(Dataset items)
_ _ _ _
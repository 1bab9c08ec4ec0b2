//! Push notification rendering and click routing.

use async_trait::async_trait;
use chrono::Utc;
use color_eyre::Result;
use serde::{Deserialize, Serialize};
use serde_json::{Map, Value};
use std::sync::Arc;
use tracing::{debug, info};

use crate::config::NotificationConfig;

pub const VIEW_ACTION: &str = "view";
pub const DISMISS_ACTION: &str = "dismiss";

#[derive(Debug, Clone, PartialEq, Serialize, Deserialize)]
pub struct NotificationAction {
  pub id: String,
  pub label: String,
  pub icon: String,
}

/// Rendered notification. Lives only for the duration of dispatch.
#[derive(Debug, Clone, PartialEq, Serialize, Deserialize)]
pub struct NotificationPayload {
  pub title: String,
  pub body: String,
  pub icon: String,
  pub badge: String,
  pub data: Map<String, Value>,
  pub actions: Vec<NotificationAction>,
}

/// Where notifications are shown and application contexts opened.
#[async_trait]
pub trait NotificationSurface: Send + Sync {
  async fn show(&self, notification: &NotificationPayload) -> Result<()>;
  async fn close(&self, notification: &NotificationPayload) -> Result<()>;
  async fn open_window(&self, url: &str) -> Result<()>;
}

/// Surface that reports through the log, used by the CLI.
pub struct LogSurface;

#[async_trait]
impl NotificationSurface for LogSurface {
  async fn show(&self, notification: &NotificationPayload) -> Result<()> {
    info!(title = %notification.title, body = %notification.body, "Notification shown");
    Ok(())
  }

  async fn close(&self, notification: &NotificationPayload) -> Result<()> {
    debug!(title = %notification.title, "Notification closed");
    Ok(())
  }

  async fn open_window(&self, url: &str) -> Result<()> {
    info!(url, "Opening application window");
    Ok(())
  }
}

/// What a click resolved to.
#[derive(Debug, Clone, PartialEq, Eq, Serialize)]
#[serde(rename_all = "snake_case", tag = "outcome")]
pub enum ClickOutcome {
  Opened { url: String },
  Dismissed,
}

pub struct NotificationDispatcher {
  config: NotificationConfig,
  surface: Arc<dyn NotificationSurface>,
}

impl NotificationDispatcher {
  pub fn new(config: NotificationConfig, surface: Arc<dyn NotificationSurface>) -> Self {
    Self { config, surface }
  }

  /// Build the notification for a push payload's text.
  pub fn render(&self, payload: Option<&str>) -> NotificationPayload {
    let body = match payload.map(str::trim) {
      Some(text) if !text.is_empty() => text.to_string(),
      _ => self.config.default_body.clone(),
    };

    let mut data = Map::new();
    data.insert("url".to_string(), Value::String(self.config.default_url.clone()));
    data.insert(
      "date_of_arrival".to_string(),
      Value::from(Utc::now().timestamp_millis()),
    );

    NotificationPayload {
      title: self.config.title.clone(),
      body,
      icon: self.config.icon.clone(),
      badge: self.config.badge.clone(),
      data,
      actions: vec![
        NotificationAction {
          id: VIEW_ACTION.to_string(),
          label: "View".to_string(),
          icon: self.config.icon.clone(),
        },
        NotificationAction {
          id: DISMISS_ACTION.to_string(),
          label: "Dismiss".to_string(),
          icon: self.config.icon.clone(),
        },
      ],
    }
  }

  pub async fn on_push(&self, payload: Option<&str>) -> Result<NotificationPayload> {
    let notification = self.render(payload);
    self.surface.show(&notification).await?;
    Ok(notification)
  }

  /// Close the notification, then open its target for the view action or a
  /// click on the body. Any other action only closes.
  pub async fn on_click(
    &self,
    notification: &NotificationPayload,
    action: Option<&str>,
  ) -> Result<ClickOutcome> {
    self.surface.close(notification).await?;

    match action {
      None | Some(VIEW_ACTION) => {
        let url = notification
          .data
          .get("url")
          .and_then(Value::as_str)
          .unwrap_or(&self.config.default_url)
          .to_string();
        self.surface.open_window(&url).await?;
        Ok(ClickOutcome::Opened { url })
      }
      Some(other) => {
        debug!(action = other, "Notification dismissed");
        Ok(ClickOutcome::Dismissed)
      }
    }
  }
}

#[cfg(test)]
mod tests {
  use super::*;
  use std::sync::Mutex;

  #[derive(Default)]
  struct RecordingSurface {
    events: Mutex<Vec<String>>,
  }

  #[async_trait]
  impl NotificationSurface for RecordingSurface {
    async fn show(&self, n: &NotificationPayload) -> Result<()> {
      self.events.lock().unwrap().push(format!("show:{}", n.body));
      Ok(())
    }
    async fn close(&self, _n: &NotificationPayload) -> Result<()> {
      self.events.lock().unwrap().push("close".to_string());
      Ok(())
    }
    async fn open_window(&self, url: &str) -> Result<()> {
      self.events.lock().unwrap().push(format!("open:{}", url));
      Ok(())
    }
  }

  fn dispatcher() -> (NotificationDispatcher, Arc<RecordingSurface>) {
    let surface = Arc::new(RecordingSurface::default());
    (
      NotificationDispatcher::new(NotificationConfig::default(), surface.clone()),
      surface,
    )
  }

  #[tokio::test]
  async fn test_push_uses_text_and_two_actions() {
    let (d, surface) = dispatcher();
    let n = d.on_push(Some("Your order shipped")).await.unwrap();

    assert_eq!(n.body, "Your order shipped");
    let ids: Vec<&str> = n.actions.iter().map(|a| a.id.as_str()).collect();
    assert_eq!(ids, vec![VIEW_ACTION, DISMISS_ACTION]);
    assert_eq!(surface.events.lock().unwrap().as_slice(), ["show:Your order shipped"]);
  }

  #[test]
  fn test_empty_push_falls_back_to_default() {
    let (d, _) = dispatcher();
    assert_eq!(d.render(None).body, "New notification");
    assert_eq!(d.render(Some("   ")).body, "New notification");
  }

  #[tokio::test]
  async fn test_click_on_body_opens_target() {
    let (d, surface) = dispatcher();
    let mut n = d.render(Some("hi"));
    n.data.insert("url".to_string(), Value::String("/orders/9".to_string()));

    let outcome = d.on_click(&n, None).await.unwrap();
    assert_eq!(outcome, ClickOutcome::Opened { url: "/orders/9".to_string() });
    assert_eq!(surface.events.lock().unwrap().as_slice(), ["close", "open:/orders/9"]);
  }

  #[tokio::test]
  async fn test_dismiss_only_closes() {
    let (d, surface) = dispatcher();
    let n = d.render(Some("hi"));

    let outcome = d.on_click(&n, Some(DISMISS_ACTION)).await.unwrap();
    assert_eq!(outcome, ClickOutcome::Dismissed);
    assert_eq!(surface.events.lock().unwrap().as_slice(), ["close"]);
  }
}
_ _ _ _
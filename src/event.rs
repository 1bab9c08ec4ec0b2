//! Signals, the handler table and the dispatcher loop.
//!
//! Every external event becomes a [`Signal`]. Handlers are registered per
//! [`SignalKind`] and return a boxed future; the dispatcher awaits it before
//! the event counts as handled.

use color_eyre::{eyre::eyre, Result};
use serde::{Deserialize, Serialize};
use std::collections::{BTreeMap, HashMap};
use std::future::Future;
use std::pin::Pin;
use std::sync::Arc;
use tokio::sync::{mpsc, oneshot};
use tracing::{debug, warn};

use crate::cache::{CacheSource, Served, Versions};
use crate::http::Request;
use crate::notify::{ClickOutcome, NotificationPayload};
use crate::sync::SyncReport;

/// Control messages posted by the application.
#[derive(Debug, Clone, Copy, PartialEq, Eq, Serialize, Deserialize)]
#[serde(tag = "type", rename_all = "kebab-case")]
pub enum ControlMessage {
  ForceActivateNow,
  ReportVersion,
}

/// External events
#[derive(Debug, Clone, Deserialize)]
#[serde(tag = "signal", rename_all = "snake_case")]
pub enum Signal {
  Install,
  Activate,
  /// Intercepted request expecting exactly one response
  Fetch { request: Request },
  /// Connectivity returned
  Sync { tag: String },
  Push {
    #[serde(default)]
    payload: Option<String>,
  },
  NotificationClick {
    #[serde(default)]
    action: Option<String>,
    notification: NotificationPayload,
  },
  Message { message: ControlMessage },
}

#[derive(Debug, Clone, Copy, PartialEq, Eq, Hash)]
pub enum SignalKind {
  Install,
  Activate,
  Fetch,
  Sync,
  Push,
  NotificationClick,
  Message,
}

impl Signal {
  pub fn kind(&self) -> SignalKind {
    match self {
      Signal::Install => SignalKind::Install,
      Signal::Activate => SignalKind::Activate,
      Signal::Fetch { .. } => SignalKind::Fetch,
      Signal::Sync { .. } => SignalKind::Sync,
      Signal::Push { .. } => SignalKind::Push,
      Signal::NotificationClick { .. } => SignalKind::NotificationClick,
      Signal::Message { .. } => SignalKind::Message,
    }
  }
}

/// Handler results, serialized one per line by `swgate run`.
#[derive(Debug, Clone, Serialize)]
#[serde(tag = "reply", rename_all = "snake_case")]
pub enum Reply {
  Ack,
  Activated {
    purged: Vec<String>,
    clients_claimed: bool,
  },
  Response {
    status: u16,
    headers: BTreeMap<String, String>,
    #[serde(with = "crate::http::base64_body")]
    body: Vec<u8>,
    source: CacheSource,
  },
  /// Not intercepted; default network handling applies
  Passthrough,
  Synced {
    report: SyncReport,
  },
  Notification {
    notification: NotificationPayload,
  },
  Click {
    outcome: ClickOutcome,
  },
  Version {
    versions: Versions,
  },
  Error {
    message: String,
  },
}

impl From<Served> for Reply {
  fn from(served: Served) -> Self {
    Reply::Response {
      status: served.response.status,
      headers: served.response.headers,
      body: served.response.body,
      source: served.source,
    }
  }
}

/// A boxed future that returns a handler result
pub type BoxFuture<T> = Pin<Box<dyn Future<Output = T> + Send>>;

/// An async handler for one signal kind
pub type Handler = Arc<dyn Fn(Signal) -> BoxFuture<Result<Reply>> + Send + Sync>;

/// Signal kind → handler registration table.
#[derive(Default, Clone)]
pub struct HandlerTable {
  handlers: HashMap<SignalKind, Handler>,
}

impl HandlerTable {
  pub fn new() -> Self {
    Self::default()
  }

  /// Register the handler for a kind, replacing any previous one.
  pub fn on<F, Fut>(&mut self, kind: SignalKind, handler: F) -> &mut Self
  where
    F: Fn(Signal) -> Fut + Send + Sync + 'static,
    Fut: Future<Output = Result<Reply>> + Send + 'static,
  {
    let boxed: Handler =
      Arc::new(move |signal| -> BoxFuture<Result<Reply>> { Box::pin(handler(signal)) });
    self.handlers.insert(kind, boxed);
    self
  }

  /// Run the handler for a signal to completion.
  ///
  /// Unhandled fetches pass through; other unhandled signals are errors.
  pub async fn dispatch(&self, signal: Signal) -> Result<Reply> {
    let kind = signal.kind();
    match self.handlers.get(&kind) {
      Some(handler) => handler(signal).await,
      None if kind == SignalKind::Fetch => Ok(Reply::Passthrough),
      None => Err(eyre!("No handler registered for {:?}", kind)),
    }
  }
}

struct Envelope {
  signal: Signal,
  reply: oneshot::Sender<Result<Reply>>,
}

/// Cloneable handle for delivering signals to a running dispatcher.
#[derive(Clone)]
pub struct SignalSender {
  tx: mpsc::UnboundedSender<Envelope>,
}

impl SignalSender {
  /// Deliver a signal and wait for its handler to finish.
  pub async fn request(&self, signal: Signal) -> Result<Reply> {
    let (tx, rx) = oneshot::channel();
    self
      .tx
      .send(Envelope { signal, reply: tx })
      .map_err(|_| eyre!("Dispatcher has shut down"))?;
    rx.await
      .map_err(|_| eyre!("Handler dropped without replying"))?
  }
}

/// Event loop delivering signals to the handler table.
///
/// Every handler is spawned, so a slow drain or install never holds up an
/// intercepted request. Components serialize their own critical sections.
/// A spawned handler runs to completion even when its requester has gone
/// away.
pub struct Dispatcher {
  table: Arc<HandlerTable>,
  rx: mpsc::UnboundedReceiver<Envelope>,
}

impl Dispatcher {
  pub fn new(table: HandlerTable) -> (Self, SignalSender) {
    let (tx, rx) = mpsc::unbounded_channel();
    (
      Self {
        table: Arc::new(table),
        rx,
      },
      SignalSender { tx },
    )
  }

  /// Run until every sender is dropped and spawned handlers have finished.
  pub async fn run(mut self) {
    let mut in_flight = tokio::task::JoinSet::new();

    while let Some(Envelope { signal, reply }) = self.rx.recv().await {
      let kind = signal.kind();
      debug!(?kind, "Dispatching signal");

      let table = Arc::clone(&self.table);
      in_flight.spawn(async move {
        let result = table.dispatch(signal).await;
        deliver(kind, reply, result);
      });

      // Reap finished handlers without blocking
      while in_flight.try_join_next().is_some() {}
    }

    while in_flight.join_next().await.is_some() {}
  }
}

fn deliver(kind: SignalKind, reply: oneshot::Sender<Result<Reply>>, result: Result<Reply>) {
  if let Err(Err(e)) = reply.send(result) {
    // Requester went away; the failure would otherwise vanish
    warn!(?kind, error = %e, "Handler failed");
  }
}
_ _ _ _
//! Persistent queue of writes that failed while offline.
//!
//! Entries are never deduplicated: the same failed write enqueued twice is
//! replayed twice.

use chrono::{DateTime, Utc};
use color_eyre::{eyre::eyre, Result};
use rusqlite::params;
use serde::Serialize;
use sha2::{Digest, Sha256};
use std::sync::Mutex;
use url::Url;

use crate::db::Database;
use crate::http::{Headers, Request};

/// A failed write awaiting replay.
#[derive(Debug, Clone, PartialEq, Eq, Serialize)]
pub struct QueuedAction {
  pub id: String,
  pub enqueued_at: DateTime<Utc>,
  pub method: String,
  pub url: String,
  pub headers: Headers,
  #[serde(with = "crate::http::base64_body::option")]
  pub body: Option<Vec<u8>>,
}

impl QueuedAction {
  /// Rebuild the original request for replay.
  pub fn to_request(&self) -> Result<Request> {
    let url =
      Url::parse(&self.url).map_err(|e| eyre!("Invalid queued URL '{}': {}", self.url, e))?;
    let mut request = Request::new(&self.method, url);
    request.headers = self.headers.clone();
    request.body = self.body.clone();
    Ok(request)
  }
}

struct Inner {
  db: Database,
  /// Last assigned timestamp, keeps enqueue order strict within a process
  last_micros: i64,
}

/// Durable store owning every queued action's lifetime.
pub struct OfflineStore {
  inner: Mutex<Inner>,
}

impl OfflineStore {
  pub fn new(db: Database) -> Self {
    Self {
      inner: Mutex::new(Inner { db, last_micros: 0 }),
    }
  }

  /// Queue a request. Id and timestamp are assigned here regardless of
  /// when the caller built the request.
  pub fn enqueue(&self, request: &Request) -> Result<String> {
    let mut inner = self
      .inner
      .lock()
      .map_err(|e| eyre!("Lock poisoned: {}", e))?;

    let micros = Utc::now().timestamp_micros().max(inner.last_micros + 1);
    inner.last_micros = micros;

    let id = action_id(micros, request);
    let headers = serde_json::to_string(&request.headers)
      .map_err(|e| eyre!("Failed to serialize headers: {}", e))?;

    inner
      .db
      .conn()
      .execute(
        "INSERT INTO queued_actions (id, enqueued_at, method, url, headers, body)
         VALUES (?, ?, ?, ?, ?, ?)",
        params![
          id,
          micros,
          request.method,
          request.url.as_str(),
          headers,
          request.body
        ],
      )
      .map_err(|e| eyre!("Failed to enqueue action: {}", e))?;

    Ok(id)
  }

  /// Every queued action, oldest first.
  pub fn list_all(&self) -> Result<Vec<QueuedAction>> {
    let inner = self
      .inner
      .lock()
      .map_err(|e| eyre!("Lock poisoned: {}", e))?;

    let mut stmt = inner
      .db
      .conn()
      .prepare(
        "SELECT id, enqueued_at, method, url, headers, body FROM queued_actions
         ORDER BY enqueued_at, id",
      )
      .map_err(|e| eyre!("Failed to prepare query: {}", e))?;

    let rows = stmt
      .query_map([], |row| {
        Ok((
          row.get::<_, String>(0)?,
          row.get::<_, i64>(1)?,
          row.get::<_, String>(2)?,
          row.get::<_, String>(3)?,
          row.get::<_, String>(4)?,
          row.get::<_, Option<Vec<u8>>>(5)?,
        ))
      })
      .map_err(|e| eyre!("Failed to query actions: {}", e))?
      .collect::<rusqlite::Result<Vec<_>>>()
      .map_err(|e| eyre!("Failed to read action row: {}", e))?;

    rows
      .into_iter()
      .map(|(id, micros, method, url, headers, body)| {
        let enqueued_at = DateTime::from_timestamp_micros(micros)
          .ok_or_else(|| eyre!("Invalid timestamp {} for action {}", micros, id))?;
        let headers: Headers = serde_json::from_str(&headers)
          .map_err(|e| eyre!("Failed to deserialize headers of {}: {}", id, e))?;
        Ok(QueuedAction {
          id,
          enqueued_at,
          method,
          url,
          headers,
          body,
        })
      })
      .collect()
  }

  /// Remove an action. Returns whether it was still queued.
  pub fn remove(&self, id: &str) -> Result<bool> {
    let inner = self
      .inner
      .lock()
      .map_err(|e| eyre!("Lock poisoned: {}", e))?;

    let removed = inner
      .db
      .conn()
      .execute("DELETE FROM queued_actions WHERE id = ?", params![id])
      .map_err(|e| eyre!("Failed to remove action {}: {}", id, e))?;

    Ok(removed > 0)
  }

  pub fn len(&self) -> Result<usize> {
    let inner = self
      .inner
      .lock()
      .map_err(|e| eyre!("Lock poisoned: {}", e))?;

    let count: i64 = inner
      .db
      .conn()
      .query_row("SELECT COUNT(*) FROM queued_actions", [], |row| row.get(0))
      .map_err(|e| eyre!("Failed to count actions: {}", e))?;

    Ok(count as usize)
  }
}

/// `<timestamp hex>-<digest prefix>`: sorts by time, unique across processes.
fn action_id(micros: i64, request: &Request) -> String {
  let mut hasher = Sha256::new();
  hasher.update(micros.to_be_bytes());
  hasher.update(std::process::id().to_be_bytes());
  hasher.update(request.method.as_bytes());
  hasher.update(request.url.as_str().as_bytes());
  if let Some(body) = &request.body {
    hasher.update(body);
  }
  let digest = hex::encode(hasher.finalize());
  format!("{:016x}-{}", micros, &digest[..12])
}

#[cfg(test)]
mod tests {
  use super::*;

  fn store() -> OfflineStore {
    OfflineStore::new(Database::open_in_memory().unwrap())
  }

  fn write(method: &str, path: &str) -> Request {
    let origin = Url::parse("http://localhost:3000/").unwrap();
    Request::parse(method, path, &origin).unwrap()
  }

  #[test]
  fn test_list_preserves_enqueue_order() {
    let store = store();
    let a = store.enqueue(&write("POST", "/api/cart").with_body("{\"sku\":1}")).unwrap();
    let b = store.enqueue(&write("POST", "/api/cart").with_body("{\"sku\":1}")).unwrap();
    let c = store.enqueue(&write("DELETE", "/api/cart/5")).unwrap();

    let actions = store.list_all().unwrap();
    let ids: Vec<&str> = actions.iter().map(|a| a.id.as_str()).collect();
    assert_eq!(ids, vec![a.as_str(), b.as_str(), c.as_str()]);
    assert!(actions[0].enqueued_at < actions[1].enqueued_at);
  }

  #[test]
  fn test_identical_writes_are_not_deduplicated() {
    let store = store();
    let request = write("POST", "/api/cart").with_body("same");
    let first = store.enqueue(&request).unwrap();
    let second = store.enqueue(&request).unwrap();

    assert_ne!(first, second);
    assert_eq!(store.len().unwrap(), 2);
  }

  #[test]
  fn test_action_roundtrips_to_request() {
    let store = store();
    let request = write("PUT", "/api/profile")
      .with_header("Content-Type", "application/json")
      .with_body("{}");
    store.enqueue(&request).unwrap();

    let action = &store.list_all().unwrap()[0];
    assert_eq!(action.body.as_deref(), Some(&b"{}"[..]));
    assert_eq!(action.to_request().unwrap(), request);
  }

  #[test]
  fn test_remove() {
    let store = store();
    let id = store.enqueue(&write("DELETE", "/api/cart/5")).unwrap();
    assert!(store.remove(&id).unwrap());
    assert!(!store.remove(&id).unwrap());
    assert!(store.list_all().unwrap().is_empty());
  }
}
_ _ _ _
● **Task directions**:
Respond with nothing but the number of lines in the data above that include the word "badge".

● **Your response**:
2